Yinghong Zhang, Jichao Zhou, Zhidi Zhang, Chiyu Xu, Haipeng Zhou, Yanrong Ren, Li Zhu, Yi Wang
Department of otorhinolaryngology, Peking University Third Hospital, Beijing 100191, China.
Department of Ophthalmology, Peking University Third Hospital, Beijing 100191, China.
Am J Otolaryngol. 2023 Mar-Apr;44(2):103692. doi: 10.1016/j.amjoto.2022.103692. Epub 2022 Nov 18.
Dysthyroid optic neuropathy (DON) is a serious complication of thyroid-associated ophthalmopathy (TAO) that can cause permanent vision loss from orbital apex syndrome. Urgent management of high-dose corticosteroid pulse therapy is recommended, and salvage orbital apex decompression surgery may require in refractory patients ineffective with corticosteroid pulse therapy.

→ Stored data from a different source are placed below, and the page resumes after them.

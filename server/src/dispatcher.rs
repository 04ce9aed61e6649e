//! Rate-limited hand-off from the simulation to the transport
//!
//! The simulation tells the [`BroadcastDispatcher`] a fresh [`Snapshot`] every
//! tick. At most one per broadcast interval is serialized and published into
//! the [`LatestSnapshot`] cell, which the transport reads on its own cadence.
//! Only the newest frame matters, so older ones are simply overwritten.

use crate::actor::{Actor, ActorError, Envelope, Mailbox};
use log::{debug, trace};
use shared::protocol::encode_broadcast;
use shared::{unix_time_secs, Snapshot};
use std::sync::atomic::{AtomicU64, Ordering};
use std::sync::{Arc, Mutex};
use std::time::{Duration, Instant};

pub const DISPATCHER_ID: &str = "network-broadcast";
pub const DISPATCHER_CAPACITY: usize = 5000;
pub const BROADCAST_INTERVAL: Duration = Duration::from_millis(50);

/// Single-value cell holding the most recent serialized broadcast line
#[derive(Clone, Default)]
pub struct LatestSnapshot {
    payload: Arc<Mutex<Option<Arc<str>>>>,
    version: Arc<AtomicU64>,
}

impl LatestSnapshot {
    pub fn new() -> Self {
        Self::default()
    }

    pub fn publish(&self, payload: impl Into<Arc<str>>) {
        let payload = payload.into();
        let mut slot = self.payload.lock().unwrap_or_else(|p| p.into_inner());
        *slot = Some(payload);
        self.version.fetch_add(1, Ordering::Release);
    }

    pub fn load(&self) -> Option<Arc<str>> {
        self.payload
            .lock()
            .unwrap_or_else(|p| p.into_inner())
            .clone()
    }

    pub fn clear(&self) {
        *self.payload.lock().unwrap_or_else(|p| p.into_inner()) = None;
    }

    /// Number of publications so far
    pub fn version(&self) -> u64 {
        self.version.load(Ordering::Acquire)
    }
}

#[derive(Debug, Clone)]
pub enum DispatchMessage {
    Snapshot(Snapshot),
}

#[derive(Debug, Default)]
pub struct DispatchCounters {
    published: AtomicU64,
    rate_limited: AtomicU64,
}

impl DispatchCounters {
    pub fn published(&self) -> u64 {
        self.published.load(Ordering::Relaxed)
    }

    pub fn rate_limited(&self) -> u64 {
        self.rate_limited.load(Ordering::Relaxed)
    }
}

pub struct BroadcastDispatcher {
    latest: LatestSnapshot,
    interval: Duration,
    last_broadcast: Option<Instant>,
    counters: Arc<DispatchCounters>,
}

impl BroadcastDispatcher {
    pub fn new(latest: LatestSnapshot, interval: Duration) -> Self {
        Self {
            latest,
            interval,
            last_broadcast: None,
            counters: Arc::new(DispatchCounters::default()),
        }
    }

    pub fn counters(&self) -> Arc<DispatchCounters> {
        Arc::clone(&self.counters)
    }

    /// Dispatcher wrapped in a mailbox under [`DISPATCHER_ID`], not yet started
    pub fn mailbox(
        latest: LatestSnapshot,
        interval: Duration,
    ) -> (Mailbox<BroadcastDispatcher>, Arc<DispatchCounters>) {
        let dispatcher = BroadcastDispatcher::new(latest, interval);
        let counters = dispatcher.counters();
        (
            Mailbox::new(DISPATCHER_ID, DISPATCHER_CAPACITY, dispatcher),
            counters,
        )
    }

    fn dispatch(&mut self, snapshot: Snapshot) -> Result<(), ActorError> {
        let now = Instant::now();
        if let Some(last) = self.last_broadcast {
            if now.duration_since(last) < self.interval {
                self.counters.rate_limited.fetch_add(1, Ordering::Relaxed);
                return Ok(());
            }
        }
        self.last_broadcast = Some(now);

        let stamped = Snapshot {
            timestamp: unix_time_secs(),
            ..snapshot
        };
        let line = encode_broadcast(&stamped)?;
        self.latest.publish(line);
        self.counters.published.fetch_add(1, Ordering::Relaxed);
        Ok(())
    }
}

impl Actor for BroadcastDispatcher {
    type Message = DispatchMessage;

    fn on_receive(&mut self, envelope: Envelope<DispatchMessage>) -> Result<(), ActorError> {
        match envelope.payload {
            DispatchMessage::Snapshot(snapshot) => self.dispatch(snapshot),
        }
    }

    fn on_start(&mut self, id: &str) {
        debug!("{} publishing at most every {:?}", id, self.interval);
    }

    fn on_dropped(id: &str, envelope: &Envelope<DispatchMessage>) {
        trace!("{} dropped a snapshot from {}", id, envelope.sender);
    }
}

To evaluate the short-term efficacy and safety of combined endoscopic endonasal and orbital approach decompression in the annulus of the Zinn (AZ) area in refractory dysthyroid optic neuropathy (DON).
In this retrospective study, patients who underwent combined endoscopic endonasal and orbital approach decompression around the AZ area for the treatment of refractory DON from May 2021 to March 2022 were enrolled. A total of 15 orbital apex were decompressed across 9 patients. The demographic, imaging, and surgical data, as well as preoperative and postoperative best corrected visual acuity (BCVA), proptosis degree and Modified-Chinese-TAO-QOL scores, were collected and assessed. The t-test was used to identify differences between preoperative and postoperative parameters: visual acuity, proptosis and QOL scores.
The mean best corrected visual acuity (BCVA) improved from 0.79 ± 0.77 LogMAR preoperatively to 0.21 ± 0.27 LogMAR (P < 0.001) postoperatively. Additionally, proptosis decreased from 22.25 ± 2.01 mm to 18.42 ± 1.85 mm (P < 0.01), with an average decrease of 3.7 mm. The preoperative scores of the visual, psychological, and comprehensive components of QoL were 14.60 ± 9.08, 37.49 ± 6.26 and 26.75 ± 3.70, respectively, which significantly improved postoperatively to 54.18 ± 7.23, 68.78 ± 12.53 and 61.88 ± 9.37, respectively. The postoperative follow-up time ranged from 2 to 11 months, and the median follow-up time was 7 months. There was 1 case of transient postoperative sinusitis and 1 new case of transient diplopia, which was relieved after 3 months.
Combined endoscopic endonasal and orbital approach adequate decompression for AZ area significantly improves visual acuity and QOL in patients with DON.
甲状腺功能异常性视神经病变(DON)是甲状腺相关眼病(TAO)的一种严重并发症,可因眶尖综合征导致永久性视力丧失。建议紧急采用大剂量糖皮质激素冲击疗法进行治疗,对于糖皮质激素冲击疗法无效的难治性患者可能需要进行挽救性眶尖减压手术。
评估经鼻内镜联合眼眶入路对Zinn环(AZ)区域进行减压治疗难治性甲状腺功能异常性视神经病变(DON)的短期疗效和安全性。
在这项回顾性研究中,纳入了2021年5月至2022年3月期间因难治性DON接受经鼻内镜联合眼眶入路在AZ区域周围进行减压治疗的患者。9例患者共15个眶尖接受了减压。收集并评估患者的人口统计学、影像学和手术数据,以及术前和术后的最佳矫正视力(BCVA)、眼球突出度和改良中国TAO-QOL评分。采用t检验确定术前和术后参数(视力、眼球突出度和生活质量评分)之间的差异。
最佳矫正视力(BCVA)平均从术前的0.79±0.77 LogMAR提高到术后的0.21±0.27 LogMAR(P<0.001)。此外,眼球突出度从22.25±2.0 < 原文中此处单位有误,推测应为mm > 1mm降至18.42±1.85mm(P<0.01)(此处原文单位有误,推测应为mm),平均下降3.7mm。术前生活质量的视觉、心理和综合成分评分分别为14.60±9.08、37.49±6.26和26.75±3.70,术后分别显著提高至54.18±7.23、68.78±12.53和61.88±9.37。术后随访时间为2至11个月,中位随访时间为7个月。有1例患者术后出现短暂性鼻窦炎,1例患者出现新的短暂性复视,3个月后缓解。
经鼻内镜联合眼眶入路对AZ区域进行充分减压可显著提高DON患者的视力和生活质量。